SARAH EL DEEB: What we know is that people thought Travis was Tice when they first saw him. They found him in a house in a village outside of Damascus. And I think that’s what triggered — we didn’t know that Travis was in a Syrian prison, so I think that’s what everyone was going to check. They thought that this was Tice.

I think the search, the U.S. administration, the family, they are looking and determined to look for Tice. The family believes that he was in Syrian government prison. He entered Syria 2012. He is a journalist. But I think we have — his family seems to think that there were — he’s still in a Syrian government prison. But I think, so far, we have not had any sign of Tice from all those released. But, mind you, the scenes of release from prisons was chaotic, from multiple prisons at the same time. And we’re still, day by day, finding out about new releases and people who were set free on that Sunday morning.

AMY GOODMAN: Finally, Sarah El Deeb, you’ve reported on the Middle East for decades. You just wrote a piece for AP titled “These Palestinians disappeared after encounters with Israeli troops in Gaza.” So, we’re pivoting here. So much attention is being paid to the families of Syrian prisoners who they are finally freeing. I want to turn to Gaza. Tell us about the Palestinians searching for their family members who went missing during raids and arrests by Israeli soldiers in the Gaza Strip. And talk about the lack of accountability for these appearances. You begin your piece with Reem Ajour’s quest to find her missing husband and daughter.

SARAH EL DEEB: I talked to Reem Ajour for a long time. I mean, I think, like you said, this was a pivot, but the themes have been common across the Middle East, sadly. Reem Ajour last saw her family in March of 2024. Both her husband and her 5-year-old daughter were injured after an Israeli raid on their house during the chaotic scenes of the Israeli raids on the Shifa Hospital. They lived in the neighborhood. So, it was chaotic. They entered their home, and they were shooting in the air, or they were shooting — they were shooting, and the family ended up wounded.

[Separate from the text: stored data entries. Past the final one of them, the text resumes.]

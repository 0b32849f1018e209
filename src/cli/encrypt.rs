//! Encryption CLI commands
//!
//! Provides commands for enabling, disabling, and managing encryption.

use clap::Subcommand;

use crate::config::{paths::EnvelopePaths, settings::Settings};
use crate::crypto::{
    derive_key, encrypt_string, decrypt_string, EncryptedData, KeyDerivationParams,
};
use crate::error::{EnvelopeError, EnvelopeResult};
use crate::storage::Storage;

/// Encryption management commands
#[derive(Subcommand)]
pub enum EncryptCommands {
    /// Enable encryption for your budget data
    Enable,

    /// Disable encryption (requires current passphrase)
    Disable,

    /// Change your encryption passphrase
    #[command(alias = "change")]
    ChangePassphrase,

    /// Show encryption status
    Status,

    /// Verify your passphrase is correct
    Verify,
}

/// Handle encryption commands
pub fn handle_encrypt_command(
    paths: &EnvelopePaths,
    settings: &mut Settings,
    storage: &Storage,
    cmd: EncryptCommands,
) -> EnvelopeResult<()> {
    match cmd {
        EncryptCommands::Enable => enable_encryption(paths, settings, storage),
        EncryptCommands::Disable => disable_encryption(paths, settings, storage),
        EncryptCommands::ChangePassphrase => change_passphrase(paths, settings),
        EncryptCommands::Status => show_status(settings),
        EncryptCommands::Verify => verify_passphrase(settings),
    }
}

/// Enable encryption on budget data
fn enable_encryption(
    paths: &EnvelopePaths,
    settings: &mut Settings,
    _storage: &Storage,
) -> EnvelopeResult<()> {
    if settings.is_encryption_enabled() {
        println!("Encryption is already enabled.");
        println!("Use 'envelope encrypt change-passphrase' to change your passphrase.");
        return Ok(());
    }

    println!("Enable Encryption");
    println!("================");
    println!();
    println!("Encryption protects your budget data with AES-256-GCM encryption.");
    println!("You will need to enter your passphrase each time you use EnvelopeCLI.");
    println!();
    println!("IMPORTANT: If you forget your passphrase, your data cannot be recovered!");
    println!();

    // Get passphrase
    let passphrase = prompt_new_passphrase()?;

    // Generate key derivation params
    let key_params = KeyDerivationParams::new();

    // Derive key
    println!("Deriving encryption key...");
    let key = derive_key(&passphrase, &key_params)?;

    // Create verification hash
    let verification = encrypt_string("envelope_verify", &key)?;
    let verification_json = serde_json::to_string(&verification)
        .map_err(|e| EnvelopeError::Encryption(format!("Failed to serialize verification: {}", e)))?;

    // Update settings
    settings.encryption.enabled = true;
    settings.encryption.key_params = Some(key_params);
    settings.encryption.verification_hash = Some(verification_json);
    settings.encryption_enabled = true; // Legacy field

    // Save settings
    settings.save(paths)?;

    println!();
    println!("Encryption enabled successfully!");
    println!();
    println!("Your data will be encrypted on the next save operation.");
    println!("Remember to keep your passphrase safe - there is no recovery mechanism!");

    Ok(())
}

/// Disable encryption
fn disable_encryption(
    paths: &EnvelopePaths,
    settings: &mut Settings,
    _storage: &Storage,
) -> EnvelopeResult<()> {
    if !settings.is_encryption_enabled() {
        println!("Encryption is not enabled.");
        return Ok(());
    }

    println!("Disable Encryption");
    println!("==================");
    println!();

    // Verify current passphrase
    let passphrase = prompt_passphrase("Enter current passphrase: ")?;
    verify_passphrase_internal(settings, &passphrase)?;

    println!("Passphrase verified.");
    println!();

    // Confirm disable
    print!("Are you sure you want to disable encryption? (yes/no): ");
    std::io::Write::flush(&mut std::io::stdout())?;

    let mut confirm = String::new();
    std::io::stdin().read_line(&mut confirm)?;

    if confirm.trim().to_lowercase() != "yes" {
        println!("Aborted.");
        return Ok(());
    }

    // Update settings
    settings.encryption.enabled = false;
    settings.encryption.key_params = None;
    settings.encryption.verification_hash = None;
    settings.encryption_enabled = false;

    // Save settings
    settings.save(paths)?;

    println!();
    println!("Encryption disabled successfully!");
    println!("Your data is now stored unencrypted.");

    Ok(())
}

/// Change the encryption passphrase
fn change_passphrase(paths: &EnvelopePaths, settings: &mut Settings) -> EnvelopeResult<()> {
    if !settings.is_encryption_enabled() {
        println!("Encryption is not enabled.");
        println!("Use 'envelope encrypt enable' to enable encryption first.");
        return Ok(());
    }

    println!("Change Passphrase");
    println!("=================");
    println!();

    // Verify current passphrase
    let current = prompt_passphrase("Enter current passphrase: ")?;
    verify_passphrase_internal(settings, &current)?;

    println!("Current passphrase verified.");
    println!();

    // Get new passphrase
    let new_passphrase = prompt_new_passphrase()?;

    // Generate new key derivation params
    let new_key_params = KeyDerivationParams::new();

    // Derive new key
    println!("Deriving new encryption key...");
    let new_key = derive_key(&new_passphrase, &new_key_params)?;

    // Create new verification hash
    let verification = encrypt_string("envelope_verify", &new_key)?;
    let verification_json = serde_json::to_string(&verification)
        .map_err(|e| EnvelopeError::Encryption(format!("Failed to serialize verification: {}", e)))?;

    // Update settings
    settings.encryption.key_params = Some(new_key_params);
    settings.encryption.verification_hash = Some(verification_json);

    // Save settings
    settings.save(paths)?;

    println!();
    println!("Passphrase changed successfully!");
    println!("Your data will be re-encrypted with the new key on the next save.");

    Ok(())
}

/// Show encryption status
fn show_status(settings: &Settings) -> EnvelopeResult<()> {
    println!("Encryption Status");
    println!("=================");
    println!();

    if settings.is_encryption_enabled() {
        println!("Status: ENABLED");
        println!();
        if let Some(ref params) = settings.encryption.key_params {
            println!("Key Derivation Parameters:");
            println!("  Algorithm: Argon2id");
            println!("  Memory Cost: {} KiB", params.memory_cost);
            println!("  Time Cost: {} iterations", params.time_cost);
            println!("  Parallelism: {} threads", params.parallelism);
        }
    } else {
        println!("Status: DISABLED");
        println!();
        println!("Your data is stored unencrypted.");
        println!("Run 'envelope encrypt enable' to enable encryption.");
    }

    Ok(())
}

/// Verify the current passphrase
fn verify_passphrase(settings: &Settings) -> EnvelopeResult<()> {
    if !settings.is_encryption_enabled() {
        println!("Encryption is not enabled.");
        return Ok(());
    }

    let passphrase = prompt_passphrase("Enter passphrase: ")?;

    match verify_passphrase_internal(settings, &passphrase) {
        Ok(()) => {
            println!("Passphrase is correct!");
            Ok(())
        }
        Err(_) => {
            println!("Passphrase is incorrect.");
            Err(EnvelopeError::Encryption("Invalid passphrase".to_string()))
        }
    }
}

/// Internal passphrase verification
fn verify_passphrase_internal(settings: &Settings, passphrase: &str) -> EnvelopeResult<()> {
    let key_params = settings.encryption.key_params.as_ref()
        .ok_or_else(|| EnvelopeError::Encryption("No key parameters found".to_string()))?;

    let verification_json = settings.encryption.verification_hash.as_ref()
        .ok_or_else(|| EnvelopeError::Encryption("No verification hash found".to_string()))?;

    let encrypted: EncryptedData = serde_json::from_str(verification_json)
        .map_err(|e| EnvelopeError::Encryption(format!("Invalid verification data: {}", e)))?;

    let key = derive_key(passphrase, key_params)?;

    let decrypted = decrypt_string(&encrypted, &key)?;

    if decrypted != "envelope_verify" {
        return Err(EnvelopeError::Encryption("Invalid passphrase".to_string()));
    }

    Ok(())
}

/// Prompt for a new passphrase with confirmation
fn prompt_new_passphrase() -> EnvelopeResult<String> {
    loop {
        let pass1 = prompt_passphrase("Enter new passphrase: ")?;

        if pass1.len() < 8 {
            println!("Passphrase must be at least 8 characters. Please try again.");
            continue;
        }

        let pass2 = prompt_passphrase("Confirm passphrase: ")?;

        if pass1 != pass2 {
            println!("Passphrases do not match. Please try again.");
            continue;
        }

        return Ok(pass1);
    }
}

/// Prompt for a passphrase (hidden input)
fn prompt_passphrase(prompt: &str) -> EnvelopeResult<String> {
    rpassword::prompt_password(prompt)
        .map_err(|e| EnvelopeError::Encryption(format!("Failed to read passphrase: {}", e)))
}

/// Get the derived key from a passphrase and settings
pub fn get_encryption_key(settings: &Settings, passphrase: &str) -> EnvelopeResult<crate::crypto::DerivedKey> {
    let key_params = settings.encryption.key_params.as_ref()
        .ok_or_else(|| EnvelopeError::Encryption("No key parameters found".to_string()))?;

    derive_key(passphrase, key_params)
}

But what was striking was that the Israeli soldiers made the mother leave the kid wounded in her house and forced her to leave to the south. I think this is not only Reem Ajour’s case. I think this is something we’ve seen quite a bit in Gaza. But the fact that this was a 5-year-old and the mom couldn’t take her with her was quite moving.

And I think what her case kind of symbolizes is that during these raids and during these detentions at checkpoints, families are separated, and we don’t have any way of knowing how the Israeli military is actually documenting these detention, these raids. Where do they — how do they account for people who they detain and then they release briefly? The homes that they enter, can we find out what happened in these homes? We have no idea of holding — I think the Israeli court has also tried to get some information from the military, but so far very few cases have been resolved. And we’re talking about not only 500 or 600 people; we’re talking about tens of thousands who have been separated, their homes raided, during what is now 15 months of war in Gaza.

AMY GOODMAN: Sarah El Deeb, we want to thank you for being with us, Associated Press investigative reporter based in the Middle East for two decades, now reporting from Damascus.